How a Tattoo Goes from Sketch to Skin with William Brown
One of Australia's most sought after artists on his creative process.
Photography by Thomas Robinson
This article is supported by HP’s new OfficeJet Pro 8700 Series Printer, designed specifically for small businesses. In this series, Print People, we meet a bunch of Australians who incorporate print into their creative practice.
William Brown got his first tattoo as soon as he was legally allowed to. Since then, it’s been hard to get him out of tattoo shops. He’s spent the last seven years honing his skills, working hard to become the popular and sought after tattooist he is today. With a special interest in traditional and Japanese designs, he works full-time tattooing at Tattoo Rosies in Sydney’s Surry Hills, as well as designing on the side for skate company Passport.
We sat down with William to ask him about his early years as a tattooist, where he gets his inspiration from, and how technology helps him bring his designs to life.
VICE: Was becoming a tattoo artist something you always wanted to do?
William Brown: Definitely not. I only realised I was interested in becoming a tattooer after a few years of getting tattoos. I did art in high school, but only because I thought it was a subject I could mess around in, not because I wanted to pursue it as a career. I had no idea what I wanted to do after I finished high school, but I was really into surfing and skating, so I guess tattooing melted its way into that culture I was a part of. I remember going into a few shops and just feeling this sense of magic. There was so many cool designs on the walls, and tattooing going on, it made me want to hang out there all the time.
When did you realise you were going to make a career out of it?
After a few years of tattooing at home and butchering people with equipment I’d acquired through friends, I realised that if I was going to take it seriously I needed to actually go and get an education on it. The only way to do that was through getting an apprenticeship, and working your arse off for about two years. I was lucky enough to get my foot in the door and I didn't want to stuff that up. I had a pretty good deal with a nice studio and good boss. It was unpaid which was tough, but that’s just how it works.
Give us a run down of how a design comes to life from start to finish.
It starts off with whittling the customers’ million ideas down into one tattooable one. I’ll start taking tracings of the skin area and then go through my references which can be books or paintings or stuff from the internet. I’ll bring a draft back to the customer, and then tweak it from there.
Can you tell us a bit about your references? What are you currently drawing inspiration from?
Lots of things! It’s really important to have a large collection of reference points that I can go back to. If I look at what I’ve got on my desk at the minute, I’ve got stuff ranging from a memoir about the late cartooner and tattooist Greg Irons to a book on a Japanese tattooer from the 1900s. Instagram is also a such a great inspiration because you know it's constantly updating and there's so much new stuff out there all the time.
Using printers is a pretty large part of your practice, how do you incorporate them into the design process?

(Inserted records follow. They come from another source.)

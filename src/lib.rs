// Copyright 2026. The capmap developers
//
// Licensed under the Apache License, Version 2.0, <LICENSE-APACHE or
// http://apache.org/licenses/LICENSE-2.0> or the MIT license <LICENSE-MIT or
// http://opensource.org/licenses/MIT>, at your option. This file may not be
// copied, modified, or distributed except according to those terms.

//! Build a capability map of a running CHERI process.
//!
//! Starting from a set of *root* capabilities (typically the live
//! capability registers of the current thread), a [`Mapper`] walks every
//! capability reachable by loading through capability-permitting memory
//! and offers each one to a set of classifier [`Map`]s: which regions are
//! loadable, storable, branchable, sealed with which types, and so on.
//! The result serializes to JSON.
//!
//! The walk is pruned by a [`SparseRange`] algebra: the mandatory
//! [`LoadCapMap`] records what has already been explored, so every
//! capability-sized word of memory is examined at most once and cycles in
//! the capability graph terminate naturally.
//!
//! Architecture access goes through the single [`Capability`] trait. On
//! machines without capability hardware the [`sim`] module provides a
//! software oracle, which is also what the test suite runs against.
//!
//! The scanner assumes a quiescent snapshot: it makes no attempt to
//! tolerate concurrent mutation of the memory it walks, and dereferencing
//! a capability to an unmapped page is a fault. The inclusion set exists
//! to keep the walk on mapped memory; see [`Mapper::new`].

mod cap;
mod maps;
mod mapper;
mod range;
mod report;
pub mod sim;
mod sparse;
pub mod vmquery;

pub use cap::{CapPerms, Capability, OType};
pub use maps::{BranchMap, LoadCapMap, LoadMap, Map, PermissionMap, PoisonMap};
pub use mapper::{Mapper, Roots};
pub use range::Range;
pub use report::Report;
pub use sparse::SparseRange;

We have a couple of different ones we use all the time. One of them prints out a basic carbon black print, one creates a printable stencil of the design, which we stick onto the customers skin before actually tattooing. Using printers saves so much time if you need to reduce the size or shift the design around in any way. Sometimes the design can become completely distorted when you actually lay it down on the skin, and it just helps so much to be able to fix it up quickly. I feel very privileged to have access to this technology. There are times when I’ve had to stencil by hand and it just takes so much of your time and concentration.
What is it about traditional and Japanese designs that you like so much?

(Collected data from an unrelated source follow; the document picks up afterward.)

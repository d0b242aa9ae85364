//! Column configuration record
//!
//! A [`ColumnConfig`] is plain data: built by a preset
//! ([`ColumnConfig::ev_aex_multi`], [`ColumnConfig::ev_aex_single`]) or by the
//! caller, then validated once by [`ColumnModel::new`](crate::models::ColumnModel::new).
//! Every derived quantity (Δz, load duration, feed vector, phase ratio) is
//! computed from it at that point and never mutated afterwards.

use nalgebra::DVector;

use crate::error::{ChromError, Result};
use crate::models::kinetics::{CompetitiveLangmuir, DesorptionRate, IonicResponse};
use crate::models::profiles::{FeedProfile, LoadTiming, PercentB, SaltGradient};

// =================================================================================================
// SpeciesParams
// =================================================================================================

/// One particle population in the feed
///
/// | Field           | Unit            | Effect                                      |
/// |-----------------|-----------------|---------------------------------------------|
/// | `zeta_mv`       | mV              | Charge: larger \|ζ\| → stronger binding      |
/// | `feed_fraction` | dimensionless   | Share of the total feed concentration       |
///
/// ```
/// use chromosim::models::SpeciesParams;
///
/// let small_ev = SpeciesParams::new("small EV", -12.0, 0.10);
/// assert!(small_ev.validate().is_ok());
/// ```
#[derive(Debug, Clone, PartialEq)]
pub struct SpeciesParams {
    /// Species name (used for trace labels)
    pub name: String,

    /// Zeta potential \[mV\], only the magnitude enters the kinetics
    pub zeta_mv: f64,

    /// Fraction of the total feed concentration, must be finite and $\geq 0$
    pub feed_fraction: f64,
}

impl SpeciesParams {
    /// Creates a species without validating it
    pub fn new(name: impl Into<String>, zeta_mv: f64, feed_fraction: f64) -> Self {
        Self {
            name: name.into(),
            zeta_mv,
            feed_fraction,
        }
    }

    /// Checks the physical constraints of the species
    pub fn validate(&self) -> Result<()> {
        if !self.zeta_mv.is_finite() {
            return Err(ChromError::config(format!(
                "species '{}': zeta potential must be finite, got {}",
                self.name, self.zeta_mv
            )));
        }
        if !(self.feed_fraction.is_finite() && self.feed_fraction >= 0.0) {
            return Err(ChromError::config(format!(
                "species '{}': feed fraction must be finite and >= 0, got {}",
                self.name, self.feed_fraction
            )));
        }
        Ok(())
    }
}

// =================================================================================================
// IntegrationSettings
// =================================================================================================

/// Time span and tolerances handed to the time integrator
#[derive(Debug, Clone, Copy, PartialEq)]
pub struct IntegrationSettings {
    /// Start of the simulated window \[s\]
    pub t_start: f64,
    /// End of the simulated window \[s\]
    pub t_end: f64,
    /// Relative tolerance
    pub rtol: f64,
    /// Absolute tolerance (on scaled state values)
    pub atol: f64,
    /// Largest step the adaptive integrator may take \[s\]
    pub max_step: f64,
}

impl Default for IntegrationSettings {
    fn default() -> Self {
        Self {
            t_start: 0.0,
            t_end: 3000.0,
            rtol: 1e-6,
            atol: 1e-6,
            max_step: 8.0,
        }
    }
}

impl IntegrationSettings {
    /// Checks span and tolerances
    pub fn validate(&self) -> Result<()> {
        if !(self.t_start.is_finite() && self.t_end.is_finite() && self.t_end > self.t_start) {
            return Err(ChromError::config(format!(
                "integration span must satisfy t_start < t_end, got ({}, {})",
                self.t_start, self.t_end
            )));
        }
        if !(self.rtol > 0.0 && self.atol > 0.0) {
            return Err(ChromError::config(format!(
                "tolerances must be > 0, got rtol={}, atol={}",
                self.rtol, self.atol
            )));
        }
        if !(self.max_step > 0.0) {
            return Err(ChromError::config(format!(
                "max_step must be > 0, got {}",
                self.max_step
            )));
        }
        Ok(())
    }
}

// =================================================================================================
// ColumnConfig
// =================================================================================================

/// Complete description of one packed-column run
///
/// # Scaling
///
/// The integrated state holds `c = C / mobile_scale` and `q = Q / bound_scale`
/// so that both phases are of order one. The phase-ratio factor coupling them is
///
/// $$\beta = \frac{1 - \varepsilon}{\varepsilon} \cdot \frac{Q_{scale}}{C_{scale}}$$
#[derive(Debug, Clone)]
pub struct ColumnConfig {
    /// Number of grid cells N
    pub n_cells: usize,
    /// Column length \[m\]
    pub length: f64,
    /// Column inner diameter \[m\]
    pub diameter: f64,
    /// Bed porosity ε, in (0, 1)
    pub porosity: f64,
    /// Interstitial velocity u \[m/s\]
    pub velocity: f64,
    /// Axial dispersion coefficient \[m²/s\]
    pub dispersion: f64,

    /// Particle populations, Ns = `species.len()`
    pub species: Vec<SpeciesParams>,
    /// Total feed concentration \[particles/m³\]
    pub feed_total: f64,

    /// Shared binding capacity \[particles/m³\]
    pub capacity: f64,
    /// Mobile-phase scale Cscale
    pub mobile_scale: f64,
    /// Bound-phase scale Qscale
    pub bound_scale: f64,

    /// Affinity prefactor K0
    pub k0: f64,
    /// Zeta sensitivity γ \[1/mV\]
    pub gamma: f64,
    /// Desorption rate law
    pub desorption: DesorptionRate,
    /// Ionic-strength response of the affinity
    pub ionic_response: IonicResponse,

    /// Ionic-strength program
    pub gradient: SaltGradient,
    /// Length of the load window
    pub load: LoadTiming,
    /// Replaces the load-window feed when set
    pub feed_override: Option<FeedProfile>,
    /// %B representation of the gradient
    pub percent_b: PercentB,

    /// Time span and tolerances
    pub integration: IntegrationSettings,
}

impl ColumnConfig {
    /// Number of species Ns
    pub fn n_species(&self) -> usize {
        self.species.len()
    }

    /// Cell width Δz = L / N
    pub fn dz(&self) -> f64 {
        self.length / self.n_cells as f64
    }

    /// Column cross-section π·d²/4 \[m²\]
    pub fn cross_section(&self) -> f64 {
        std::f64::consts::PI * self.diameter * self.diameter / 4.0
    }

    /// Phase-ratio factor β
    pub fn beta(&self) -> f64 {
        (1.0 - self.porosity) / self.porosity * (self.bound_scale / self.mobile_scale)
    }

    /// Zeta potentials in species order
    pub fn zeta_potentials(&self) -> Vec<f64> {
        self.species.iter().map(|s| s.zeta_mv).collect()
    }

    /// Feed fractions in species order
    pub fn feed_fractions(&self) -> DVector<f64> {
        DVector::from_iterator(self.n_species(), self.species.iter().map(|s| s.feed_fraction))
    }

    /// Species names in species order
    pub fn species_names(&self) -> Vec<String> {
        self.species.iter().map(|s| s.name.clone()).collect()
    }

    /// Inlet feed profile: the override if present, otherwise the load window
    pub fn feed_profile(&self) -> Result<FeedProfile> {
        if let Some(feed) = &self.feed_override {
            return Ok(feed.clone());
        }
        let fractions = self.feed_fractions();
        Ok(FeedProfile::load_window(self.feed_total, fractions.as_slice(), self.load.resolve()?))
    }

    /// Kinetics with every per-species constant resolved to length Ns
    pub fn kinetics(&self) -> Result<CompetitiveLangmuir> {
        CompetitiveLangmuir::new(
            self.k0,
            self.gamma,
            &self.zeta_potentials(),
            self.ionic_response.clone(),
            &self.desorption,
            self.capacity,
        )
    }

    /// Checks every field that does not need a derived object
    ///
    /// # Errors
    ///
    /// Configuration error naming the first offending field.
    pub fn validate(&self) -> Result<()> {
        if self.n_cells == 0 {
            return Err(ChromError::config("number of cells must be > 0, got 0"));
        }
        if self.species.is_empty() {
            return Err(ChromError::config("at least one species is required"));
        }
        positive("length", self.length)?;
        positive("diameter", self.diameter)?;
        if !(self.porosity > 0.0 && self.porosity < 1.0) {
            return Err(ChromError::config(format!(
                "porosity must lie in (0, 1), got {}",
                self.porosity
            )));
        }
        non_negative("velocity", self.velocity)?;
        non_negative("dispersion", self.dispersion)?;
        non_negative("feed_total", self.feed_total)?;
        positive("capacity", self.capacity)?;
        positive("mobile_scale", self.mobile_scale)?;
        positive("bound_scale", self.bound_scale)?;

        for species in &self.species {
            species.validate()?;
        }
        self.gradient.validate()?;
        self.load.resolve()?;
        self.integration.validate()
    }
}

fn positive(field: &str, value: f64) -> Result<()> {
    if value.is_finite() && value > 0.0 {
        Ok(())
    } else {
        Err(ChromError::config(format!("{field} must be > 0, got {value}")))
    }
}

fn non_negative(field: &str, value: f64) -> Result<()> {
    if value.is_finite() && value >= 0.0 {
        Ok(())
    } else {
        Err(ChromError::config(format!("{field} must be >= 0, got {value}")))
    }
}

// =================================================================================================
// Tests
// =================================================================================================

These two styles are pretty much the foundation of most good tattoo designs these days, they are just so strong and timeless and it’s really hard not to come back to these styles in my own designs.
How did you get involved in Passport?
I skate with the owner of the company, Trent, and was around when he started it all up. I was also trying to get an art portfolio together so I could get into tattooing professionally, so it was just good timing for me to get involved. He usually throws some pretty big ideas at me, which I find challenging, but at the end of the day when you see a customer come into the shop wearing a shirt with your design on it, it’s a bit of a trip.
Did you find it tricky to swap between the two mediums of tattoo and print design?
Absolutely. When I’m drawing for a tattoo, there’s a lot of things you need to do to make it work for skin, rather than just creating a ‘cool drawing’. Totally different to just drawing on a flat piece of paper.
Anything you're working on at the moment?
Nothing solid yet, possibly some Aztec-style designs with Passport. I’m really into South American traditional designs so that would be really cool to experiment with some of that, as well as working on some larger scale dragon and snake designs that I’d be stoked to tattoo!